G-SciEdBERT: A Contextualized LLM for Science Assessment Tasks in German
Ehsan Latif, Gyeong-Geon Lee, Knut Neumann, Tamara Kastorff, Xiaoming Zhai
TL;DR
This work addresses the challenge of automatically scoring German-written science responses by introducing G-SciEdBERT, a domain-specific, contextualized LLM built on G-BERT. It uses domain-focused pre-training on over 30,000 student responses from PISA 2018 and fine-tuning on 27–32 items from PISA datasets, leveraging a [CLS] embedding derived from a fixed G-BERT encoder to handle long inputs, followed by a linear softmax classifier. Empirical results show a significant improvement over G-BERT, with an average quadratic weighted Kappa increase of $0.1026$ (≈10.2%), and robust performance across longer sentences and technical terminology, including a notable 14.1% gain on item S131Q04. The study demonstrates the value of domain-specific pre-training for automated scoring in education, provides strong evidence for cross-prompt applicability, and contributes open-source resources for reproducibility and broader adoption in educational assessment across languages and disciplines.
Abstract
The advancement of natural language processing has paved the way for automated scoring systems in various languages, such as German (e.g., German BERT [G-BERT]).
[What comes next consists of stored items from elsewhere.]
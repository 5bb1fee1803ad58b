//! The append-only vote ledger: pending batch, sealed chain, voter index.
//!
//! Single-writer by construction: every mutation takes `&mut self`, so one
//! exclusive borrow serializes admissions, and no reader can observe a
//! block mid-seal. Embedders that share the ledger across threads wrap it
//! in their own lock domain.

use std::collections::{BTreeMap, HashMap};

use serde::{Deserialize, Serialize};
use tally_digest::compute_root;
use tally_seal::{find_seal, meets_difficulty, seal_digest, SealHeader};
use tally_types::{CandidateId, Digest, Timestamp, VoterId};

use crate::block::Block;
use crate::config::LedgerConfig;
use crate::error::{ChainViolation, LedgerError};
use crate::genesis::create_genesis_block;
use crate::verifier::{verify_vote, RejectReason};
use crate::vote::Vote;

/// Where the vote of a given voter currently lives.
#[derive(Clone, Copy, Debug)]
enum VoteLocation {
    Pending(usize),
    Sealed { block: usize, slot: usize },
}

/// The outcome of an admission attempt.
///
/// Rejection is a structured value, not an error: `Err` is reserved for
/// fatal conditions such as nonce-space exhaustion during sealing.
#[derive(Clone, Debug, PartialEq, Eq, Serialize, Deserialize)]
pub enum Admission {
    Accepted {
        /// The block index the vote was sealed into, or will seal into
        /// once the batch fills.
        block_hint: u64,
        /// Whether this admission triggered a seal.
        sealed: bool,
    },
    Rejected {
        reason: RejectReason,
    },
}

/// Summary statistics for the chain.
#[derive(Clone, Debug, Serialize, Deserialize)]
pub struct ChainSummary {
    pub chain_length: u64,
    pub total_sealed_votes: u64,
    pub pending_vote_count: u64,
    pub last_block_hash: Digest,
}

/// An append-only chain of sealed vote blocks plus the not-yet-sealed
/// pending batch.
///
/// Construction seals genesis, so the chain is never empty. The voter
/// index mirrors chain + pending exactly and replaces the linear scans
/// the duplicate check would otherwise need.
pub struct Ledger {
    config: LedgerConfig,
    chain: Vec<Block>,
    pending: Vec<Vote>,
    voter_index: HashMap<VoterId, VoteLocation>,
}

impl Ledger {
    /// Create a ledger with a freshly sealed genesis block.
    pub fn new(config: LedgerConfig, now: Timestamp) -> Result<Self, LedgerError> {
        let genesis = create_genesis_block(config.difficulty, now)?;
        tracing::info!(
            hash = %genesis.hash,
            difficulty = config.difficulty,
            "genesis sealed"
        );
        Ok(Self {
            config,
            chain: vec![genesis],
            pending: Vec::new(),
            voter_index: HashMap::new(),
        })
    }

    /// Rebuild a ledger from persisted sealed blocks.
    ///
    /// The voter index is reconstructed and pending starts empty. Only
    /// structural shape is checked here; hash-level auditing stays with
    /// `verify_chain`, so a tampered persisted chain restores fine and
    /// then fails verification, which is exactly what an audit wants.
    pub fn restore(config: LedgerConfig, blocks: Vec<Block>) -> Result<Self, LedgerError> {
        match blocks.first() {
            None => return Err(LedgerError::Restore("no genesis block".into())),
            Some(first) if !first.is_genesis() => {
                return Err(LedgerError::Restore("first block is not genesis".into()));
            }
            Some(_) => {}
        }
        for (i, block) in blocks.iter().enumerate() {
            if block.index != i as u64 {
                return Err(LedgerError::Restore(format!(
                    "block at position {i} has index {}",
                    block.index
                )));
            }
        }

        let mut voter_index = HashMap::new();
        for (b, block) in blocks.iter().enumerate() {
            for (slot, vote) in block.votes.iter().enumerate() {
                voter_index.insert(vote.voter.clone(), VoteLocation::Sealed { block: b, slot });
            }
        }
        Ok(Self {
            config,
            chain: blocks,
            pending: Vec::new(),
            voter_index,
        })
    }

    pub fn config(&self) -> &LedgerConfig {
        &self.config
    }

    /// Validate and admit a vote into the pending batch.
    ///
    /// A full batch seals immediately, so the caller learns in one call
    /// whether its vote is already durable in the chain. The clock is
    /// passed in and stamps the sealed block, if any.
    pub fn admit_vote(&mut self, vote: Vote, now: Timestamp) -> Result<Admission, LedgerError> {
        if let Err(reason) = verify_vote(self, &vote) {
            tracing::debug!(voter = %vote.voter, %reason, "vote rejected");
            return Ok(Admission::Rejected { reason });
        }

        self.voter_index
            .insert(vote.voter.clone(), VoteLocation::Pending(self.pending.len()));
        self.pending.push(vote);

        if self.pending.len() >= self.config.max_votes_per_block {
            let index = self.seal_pending(now)?;
            return Ok(Admission::Accepted {
                block_hint: index,
                sealed: true,
            });
        }
        Ok(Admission::Accepted {
            block_hint: self.chain.len() as u64,
            sealed: false,
        })
    }

    /// Seal whatever is pending, regardless of batch size.
    ///
    /// Returns the new block's index, or `None` when there was nothing to
    /// seal. End-of-period finalization uses this to flush a partial batch.
    pub fn force_seal(&mut self, now: Timestamp) -> Result<Option<u64>, LedgerError> {
        if self.pending.is_empty() {
            return Ok(None);
        }
        self.seal_pending(now).map(Some)
    }

    /// Seal the pending batch into the next block.
    ///
    /// Pending state is only consumed after the nonce search succeeds, so
    /// a sealing failure leaves admitted votes in place.
    fn seal_pending(&mut self, now: Timestamp) -> Result<u64, LedgerError> {
        let index = self.chain.len() as u64;
        let digests: Vec<Digest> = self
            .pending
            .iter()
            .map(|v| v.content_digest.clone())
            .collect();
        let merkle_root = compute_root(&digests);
        let previous_hash = self
            .chain
            .last()
            .map(|b| b.hash.clone())
            .unwrap_or_else(Digest::zero);

        let header = SealHeader {
            index,
            created_at: now,
            previous_hash: previous_hash.clone(),
            merkle_root: merkle_root.clone(),
        };
        let seal = find_seal(&header, self.config.difficulty)?;

        let mut votes = std::mem::take(&mut self.pending);
        for (slot, vote) in votes.iter_mut().enumerate() {
            vote.sealed_in = Some(index);
            self.voter_index.insert(
                vote.voter.clone(),
                VoteLocation::Sealed {
                    block: index as usize,
                    slot,
                },
            );
        }

        tracing::info!(
            index,
            votes = votes.len(),
            nonce = seal.nonce,
            hash = %seal.digest,
            "block sealed"
        );
        self.chain.push(Block {
            index,
            created_at: now,
            votes,
            previous_hash,
            merkle_root,
            nonce: seal.nonce,
            hash: seal.digest,
        });
        Ok(index)
    }

    // ── Reads ──────────────────────────────────────────────────────────

    pub fn has_voted(&self, voter: &VoterId) -> bool {
        self.voter_index.contains_key(voter)
    }

    /// Look up a voter's vote across sealed blocks and the pending batch.
    pub fn find_vote_by_voter(&self, voter: &VoterId) -> Option<&Vote> {
        match self.voter_index.get(voter)? {
            VoteLocation::Pending(i) => self.pending.get(*i),
            VoteLocation::Sealed { block, slot } => self.chain.get(*block)?.votes.get(*slot),
        }
    }

    /// All sealed votes in block order. Pending votes are excluded: they
    /// are not durable yet and are not exposed as final data.
    pub fn all_votes(&self) -> Vec<Vote> {
        self.chain
            .iter()
            .flat_map(|b| b.votes.iter().cloned())
            .collect()
    }

    /// Every admitted vote in admission order, sealed first then pending.
    /// This is the view duplicate and pattern scans run over.
    pub fn history_votes(&self) -> impl Iterator<Item = &Vote> {
        self.chain
            .iter()
            .flat_map(|b| b.votes.iter())
            .chain(self.pending.iter())
    }

    /// The full sealed chain, genesis included, for external persistence.
    pub fn blocks(&self) -> &[Block] {
        &self.chain
    }

    pub fn pending_count(&self) -> usize {
        self.pending.len()
    }

    /// Sealed votes naming the given candidate.
    pub fn votes_for_candidate(&self, candidate: &CandidateId) -> Vec<Vote> {
        self.chain
            .iter()
            .flat_map(|b| b.votes.iter())
            .filter(|v| &v.candidate == candidate)
            .cloned()
            .collect()
    }

    /// Sealed vote totals per candidate.
    pub fn vote_counts(&self) -> BTreeMap<CandidateId, u64> {
        let mut counts = BTreeMap::new();
        for vote in self.chain.iter().flat_map(|b| b.votes.iter()) {
            *counts.entry(vote.candidate.clone()).or_insert(0) += 1;
        }
        counts
    }

    pub fn chain_summary(&self) -> ChainSummary {
        ChainSummary {
            chain_length: self.chain.len() as u64,
            total_sealed_votes: self.chain.iter().map(|b| b.votes.len() as u64).sum(),
            pending_vote_count: self.pending.len() as u64,
            last_block_hash: self
                .chain
                .last()
                .map(|b| b.hash.clone())
                .unwrap_or_else(Digest::zero),
        }
    }

    // ── Verification ───────────────────────────────────────────────────

    /// Whether the stored chain still re-derives cleanly end to end.
    pub fn verify_chain(&self) -> bool {
        self.verify_chain_report().is_empty()
    }

    /// Audit every block and report all violations found.
    ///
    /// Four independent checks per block: linkage to the prior block's
    /// hash, Merkle root re-derivation from the stored votes, seal digest
    /// re-derivation from the stored header fields and nonce, and the
    /// difficulty predicate on the stored hash.
    pub fn verify_chain_report(&self) -> Vec<ChainViolation> {
        let mut violations = Vec::new();
        for (i, block) in self.chain.iter().enumerate() {
            if i > 0 && block.previous_hash != self.chain[i - 1].hash {
                violations.push(ChainViolation::LinkageMismatch { index: block.index });
            }
            if compute_root(&block.vote_digests()) != block.merkle_root {
                violations.push(ChainViolation::MerkleMismatch { index: block.index });
            }
            if seal_digest(&block.seal_header(), block.nonce) != block.hash {
                violations.push(ChainViolation::SealMismatch { index: block.index });
            }
            if !meets_difficulty(&block.hash, self.config.difficulty) {
                violations.push(ChainViolation::DifficultyShortfall {
                    index: block.index,
                    found: block.hash.leading_zeros(),
                    required: self.config.difficulty,
                });
            }
        }
        violations
    }
}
Automatically scoring written responses to science questions in German is a complex task and challenging for standard G-BERT as they lack contextual knowledge in the science domain and may be unaligned with student writing styles. This paper presents a contextualized German Science Education BERT (G-SciEdBERT), an innovative large language model tailored for scoring German-written responses to science tasks and beyond. Using G-BERT, we pre-trained G-SciEdBERT on a corpus of 30K German written science responses with 3M tokens on the Programme for International Student Assessment (PISA) 2018. We fine-tuned G-SciEdBERT on an additional 20K student-written responses with 2M tokens and examined the scoring accuracy. We then compared its scoring performance with G-BERT. Our findings revealed a substantial improvement in scoring accuracy with G-SciEdBERT, demonstrating a 10.2% increase of quadratic weighted Kappa compared to G-BERT (mean difference = 0.1026, SD = 0.069). These insights underline the significance of specialized language models like G-SciEdBERT, which is trained to enhance the accuracy of contextualized automated scoring, offering a substantial contribution to the field of AI in education.